---- DATASET CONTENT

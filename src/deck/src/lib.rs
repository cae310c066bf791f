//! Trivia Deck - "Click or Cap" cards
//!
//! Builds a shuffled deck of real headlines (CLICK), satirical headlines (CAP)
//! and a few curated hate speech samples (CAP). Headlines come from public RSS
//! feeds; a feed that fails is skipped, so the deck never comes back empty.

mod feeds;

pub use feeds::{parse_feed, unescape_html, FeedFetcher, FALLBACK_SOURCE};

use std::time::Duration;

use rand::rngs::StdRng;
use rand::seq::SliceRandom;
use rand::{Rng, SeedableRng};
use serde::{Deserialize, Serialize};
use thiserror::Error;
use tracing::info;

// ============ Sources ============

pub const REAL_NEWS_FEEDS: &[&str] = &[
    "http://feeds.bbci.co.uk/news/world/rss.xml",
    "https://www.reutersagency.com/feed/?best-topics=political-general&post_type=best",
    "https://rss.nytimes.com/services/xml/rss/nyt/HomePage.xml",
    "http://feeds.npr.org/1001/rss.xml",
];

/// Satire stands in for fake news
pub const SATIRE_FEEDS: &[&str] = &["https://www.theonion.com/rss", "https://babylonbee.com/feed"];

/// Controlled hate speech samples: (text, explanation)
pub const HATE_SPEECH_EXAMPLES: &[(&str, &str)] = &[
    (
        "They are all the same, get them out of our country!",
        "Generalization and exclusion based on group identity.",
    ),
    (
        "Women shouldn't be in the workplace, they belong in the kitchen.",
        "Gender-based discrimination and stereotyping.",
    ),
    (
        "People like that are a disease to society.",
        "Dehumanization, comparing a group to a disease.",
    ),
    (
        "The world would be better off without [Group X].",
        "Call for elimination or violence against a group.",
    ),
    (
        "Stop lying, you [slur] are always trying to cheat us.",
        "Use of slurs and negative stereotyping.",
    ),
];

pub const HATE_SOURCE: &str = "Anonymous / Social Media";
pub const REAL_EXPLANATION: &str = "This is a real headline from a reputable news source.";
pub const SATIRE_EXPLANATION: &str = "This is a satirical or fake headline.";

// ============ Types ============

#[derive(Debug, Clone, Copy, PartialEq, Eq, Serialize, Deserialize)]
#[serde(rename_all = "UPPERCASE")]
pub enum CardKind {
    /// Real headline
    Click,
    /// Fake headline or hate speech
    Cap,
}

#[derive(Debug, Clone, PartialEq, Eq, Serialize, Deserialize)]
pub struct GameCard {
    pub id: String,
    pub text: String,
    #[serde(rename = "type")]
    pub kind: CardKind,
    pub source: String,
    pub explanation: String,
}

#[derive(Debug, Clone, PartialEq, Eq, Serialize, Deserialize)]
pub struct FeedItem {
    pub text: String,
    pub source: String,
}

#[derive(Debug, Clone)]
pub struct DeckConfig {
    pub real_feeds: Vec<String>,
    pub satire_feeds: Vec<String>,
    pub per_feed_limit: usize,
    pub hate_samples: usize,
    pub fetch_timeout: Duration,
}

impl Default for DeckConfig {
    fn default() -> Self {
        Self {
            real_feeds: REAL_NEWS_FEEDS.iter().map(|s| s.to_string()).collect(),
            satire_feeds: SATIRE_FEEDS.iter().map(|s| s.to_string()).collect(),
            per_feed_limit: 4,
            hate_samples: 2,
            fetch_timeout: Duration::from_secs(2),
        }
    }
}

#[derive(Error, Debug)]
pub enum DeckError {
    #[error("Feed request failed: {0}")]
    Http(#[from] reqwest::Error),

    #[error("Feed {url} returned {status}")]
    Status {
        url: String,
        status: reqwest::StatusCode,
    },

    #[error("Invalid feed: {0}")]
    Parse(String),
}

// ============ Assembly ============

fn card_id<R: Rng + ?Sized>(prefix: &str, rng: &mut R) -> String {
    format!("{}_{}", prefix, rng.gen_range(1000..=9999))
}

/// Turn fetched headlines into a shuffled deck with `samples` hate examples.
pub fn assemble_deck<R: Rng + ?Sized>(
    real: Vec<FeedItem>,
    satire: Vec<FeedItem>,
    rng: &mut R,
    samples: usize,
) -> Vec<GameCard> {
    let mut deck = Vec::with_capacity(real.len() + satire.len() + samples);

    for item in real {
        deck.push(GameCard {
            id: card_id("real", rng),
            text: item.text,
            kind: CardKind::Click,
            source: item.source,
            explanation: REAL_EXPLANATION.to_string(),
        });
    }

    for item in satire {
        deck.push(GameCard {
            id: card_id("fake", rng),
            text: item.text,
            kind: CardKind::Cap,
            source: item.source,
            explanation: SATIRE_EXPLANATION.to_string(),
        });
    }

    let picked: Vec<&(&str, &str)> = HATE_SPEECH_EXAMPLES
        .choose_multiple(rng, samples)
        .collect();
    for (text, explanation) in picked {
        deck.push(GameCard {
            id: card_id("hate", rng),
            text: text.to_string(),
            kind: CardKind::Cap,
            source: HATE_SOURCE.to_string(),
            explanation: format!("Hate Speech Detected: {}", explanation),
        });
    }

    deck.shuffle(rng);
    deck
}

// ============ Builder ============

#[derive(Clone)]
pub struct DeckBuilder {
    config: DeckConfig,
    fetcher: FeedFetcher,
}

impl DeckBuilder {
    pub fn new(config: DeckConfig) -> Result<Self, DeckError> {
        let fetcher = FeedFetcher::new(config.fetch_timeout)?;
        Ok(Self { config, fetcher })
    }

    pub fn config(&self) -> &DeckConfig {
        &self.config
    }

    /// Fetch every feed and deal a fresh deck.
    pub async fn build(&self) -> Vec<GameCard> {
        let limit = self.config.per_feed_limit;
        let (real, satire) = futures::join!(
            self.fetcher.fetch_all(&self.config.real_feeds, limit),
            self.fetcher.fetch_all(&self.config.satire_feeds, limit),
        );

        info!(
            real = real.len(),
            satire = satire.len(),
            samples = self.config.hate_samples,
            "dealing deck"
        );
        let mut rng = StdRng::from_entropy();
        assemble_deck(real, satire, &mut rng, self.config.hate_samples)
    }
}
#![no_main]

use libfuzzer_sys::fuzz_target;
use moderation_contract::{Content, ModerationRequest};

fuzz_target!(|parts: (Option<String>, Option<String>, Option<String>, Option<String>)| {
    let (text, image_url, image_data, context) = parts;
    let has_image = image_url.as_deref().is_some_and(|v| !v.trim().is_empty())
        || image_data.as_deref().is_some_and(|v| !v.trim().is_empty());

    if let Ok(request) = ModerationRequest::from_parts(text, image_url, image_data, context) {
        assert_eq!(matches!(request.content, Content::Image(_)), has_image);
    }
});
use std::net::SocketAddr;

use crate::ServerError;

pub const DEFAULT_HOST: &str = "0.0.0.0";
pub const DEFAULT_PORT: u16 = 8000;

#[derive(Debug, Clone, PartialEq, Eq)]
pub struct ServerConfig {
    pub host: String,
    pub port: u16,
}

impl Default for ServerConfig {
    fn default() -> Self {
        Self {
            host: DEFAULT_HOST.to_string(),
            port: DEFAULT_PORT,
        }
    }
}

impl ServerConfig {
    pub fn new(host: impl Into<String>, port: u16) -> Self {
        Self {
            host: host.into(),
            port,
        }
    }

    /// Host must be an IP literal
    pub fn bind_addr(&self) -> Result<SocketAddr, ServerError> {
        let raw = format!("{}:{}", self.host, self.port);
        raw.parse()
            .map_err(|_| ServerError::Config(format!("invalid bind address: {raw}")))
    }
}
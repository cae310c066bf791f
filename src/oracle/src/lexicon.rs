//! Offline keyword oracle.
//!
//! Used when no hosted model is configured. Scores by marker lookup with the
//! weighted toxicity / hate-speech / offensive-language formula, and answers
//! in the same `Rating:` / `Reason:` shape as the hosted model.

use async_trait::async_trait;
use serde::{Deserialize, Serialize};

use crate::{ImageInput, OracleError, ReplyOptions, ScoringOracle};

#[derive(Debug, Clone, Serialize, Deserialize)]
pub struct LexiconOracle {
    pub toxic_markers: Vec<String>,
    pub profanity_markers: Vec<String>,
}

impl Default for LexiconOracle {
    fn default() -> Self {
        Self {
            toxic_markers: ["hate", "stupid", "idiot"]
                .into_iter()
                .map(String::from)
                .collect(),
            profanity_markers: vec!["fuck".to_string()],
        }
    }
}

impl LexiconOracle {
    pub fn new() -> Self {
        Self::default()
    }

    /// Weighted score in `0..=100` plus the markers that fired.
    pub fn score(&self, text: &str) -> (u8, Vec<&str>) {
        let lower = text.to_lowercase();
        let hits: Vec<&str> = self
            .toxic_markers
            .iter()
            .chain(&self.profanity_markers)
            .filter(|m| lower.contains(&m.to_lowercase()))
            .map(String::as_str)
            .collect();

        let toxic = self
            .toxic_markers
            .iter()
            .any(|m| lower.contains(&m.to_lowercase()));
        let profane = self
            .profanity_markers
            .iter()
            .any(|m| lower.contains(&m.to_lowercase()));

        let toxicity = if toxic { 0.8 } else { 0.2 };
        let hate_speech = toxicity * 0.9;
        let offensive = if profane { 0.5 } else { 0.0 };

        let score = (toxicity * 0.4 + hate_speech * 0.4 + offensive * 0.2) * 100.0_f64;
        (score.clamp(0.0, 100.0).round() as u8, hits)
    }

    fn reply_for(&self, text: &str) -> String {
        let (score, hits) = self.score(text);
        let reason = if hits.is_empty() {
            "No toxic markers found.".to_string()
        } else {
            format!("Matched toxic markers: {}.", hits.join(", "))
        };
        format!("Rating: {}\nReason: {}", score, reason)
    }
}

#[async_trait]
impl ScoringOracle for LexiconOracle {
    fn name(&self) -> &str {
        "lexicon"
    }

    async fn rate_text(&self, text: &str) -> Result<String, OracleError> {
        Ok(self.reply_for(text))
    }

    // Pixels are opaque here; only the caller's description is scored.
    async fn rate_image(
        &self,
        _image: &ImageInput,
        description: Option<&str>,
    ) -> Result<String, OracleError> {
        Ok(self.reply_for(description.unwrap_or_default()))
    }

    async fn rewrite_civil(&self, text: &str) -> Result<String, OracleError> {
        Ok(text.trim().to_string())
    }

    async fn reply_options(&self, _text: &str) -> Result<ReplyOptions, OracleError> {
        Ok(ReplyOptions::default())
    }
}

#[cfg(test)]
mod tests {
    use super::*;
    use crate::parse_assessment;

    #[test]
    fn test_clean_text_scores_low() {
        let oracle = LexiconOracle::new();
        let (score, hits) = oracle.score("Hello friend, how are you today?");
        assert_eq!(score, 15);
        assert!(hits.is_empty());
    }

    #[test]
    fn test_toxic_markers_are_case_insensitive() {
        let oracle = LexiconOracle::new();
        let (score, hits) = oracle.score("I HATE you, IDIOT");
        assert_eq!(score, 61);
        assert_eq!(hits, vec!["hate", "idiot"]);
    }

    #[test]
    fn test_profanity_adds_offensive_weight() {
        let (score, _) = LexiconOracle::new().score("I hate this fucking thing");
        assert_eq!(score, 71);
    }

    #[tokio::test]
    async fn test_reply_round_trips_through_parser() {
        let oracle = LexiconOracle::new();
        let reply = oracle.rate_text("you are stupid").await.unwrap();
        let a = parse_assessment(&reply);
        assert_eq!(a.score, 61);
        assert_eq!(a.reason, "Matched toxic markers: stupid.");
    }

    #[tokio::test]
    async fn test_image_scores_description_only() {
        let oracle = LexiconOracle::new();
        let image = ImageInput::Url("https://example.com/a.png".to_string());
        let reply = oracle.rate_image(&image, None).await.unwrap();
        assert_eq!(parse_assessment(&reply).score, 15);
    }
}
#[derive(Subcommand)]
enum Commands {
    /// Run the HTTP API
    ///
    /// Serves /decision, /users, /game and /hate-weather with permissive CORS.
    /// User points and the moderation tally live in memory only.
    Serve {
        /// Interface to bind
        #[arg(long, env = "HOST", default_value = moderation_server::DEFAULT_HOST)]
        host: String,

        /// Port to bind
        #[arg(short, long, env = "PORT", default_value_t = moderation_server::DEFAULT_PORT)]
        port: u16,
    },

    /// Rate text or an image and print the decision
    ///
    /// Exactly the pipeline behind POST /decision/engine. An image wins over
    /// text; text given alongside an image becomes its context.
    ///
    /// EXAMPLES
    ///   clickcap check --content "nobody asked you"
    ///   clickcap check --image-url https://example.com/meme.png --context "meme caption"
    #[command(visible_alias = "c")]
    Check {
        /// Text to rate (use '-' for stdin)
        #[arg(short = 'C', long)]
        content: Option<String>,

        /// Image URL (http(s) or data URL)
        #[arg(long)]
        image_url: Option<String>,

        /// Inline base64 image data
        #[arg(long)]
        image_data: Option<String>,

        /// Where the content came from
        #[arg(long)]
        context: Option<String>,

        /// Output format
        #[arg(short, long, value_enum, default_value = "text")]
        format: OutputFormat,

        /// Also print the audit entry as JSON
        #[arg(long)]
        audit: bool,
    },

    /// Rewrite text civilly, or in a given tone
    #[command(visible_alias = "r")]
    Rewrite {
        /// Text to rewrite (use '-' for stdin)
        text: String,

        /// Pick one of the generated reply options instead of a civil rewrite
        #[arg(short, long, value_enum)]
        tone: Option<ToneArg>,
    },

    /// Deal a Click-or-Cap trivia deck from the live feeds
    #[command(visible_alias = "d")]
    Deck {
        /// Headlines taken from each feed
        #[arg(long, default_value = "4")]
        per_feed: usize,

        /// Hate speech samples mixed in
        #[arg(long, default_value = "2")]
        samples: usize,

        /// Output format
        #[arg(short, long, value_enum, default_value = "text")]
        format: OutputFormat,
    },

    /// Run calibration cases against the configured oracle
    ///
    /// Uses the built-in cases unless --cases points at a JSON array of
    /// calibration cases.
    Calibrate {
        /// JSON file with calibration cases
        #[arg(long)]
        cases: Option<PathBuf>,

        /// Output format
        #[arg(short, long, value_enum, default_value = "text")]
        format: OutputFormat,
    },

    /// Generate shell completions
    ///
    /// EXAMPLES
    ///   clickcap completions bash > ~/.local/share/bash-completion/completions/clickcap
    Completions {
        /// Shell to generate completions for
        #[arg(value_enum)]
        shell: clap_complete::Shell,
    },

    /// Generate man page
    ///
    /// EXAMPLE
    ///   clickcap man > /usr/local/share/man/man1/clickcap.1
    Man,
}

--------

## ACTIVITY
Set down exactly what runs from the line containing "generate completions for" through the last line above, both lines included.

## SOLUTION FOR THIS TASK
        /// Shell to generate completions for
        #[arg(value_enum)]
        shell: clap_complete::Shell,
    },

    /// Generate man page
    ///
    /// EXAMPLE
    ///   clickcap man > /usr/local/share/man/man1/clickcap.1
    Man,
}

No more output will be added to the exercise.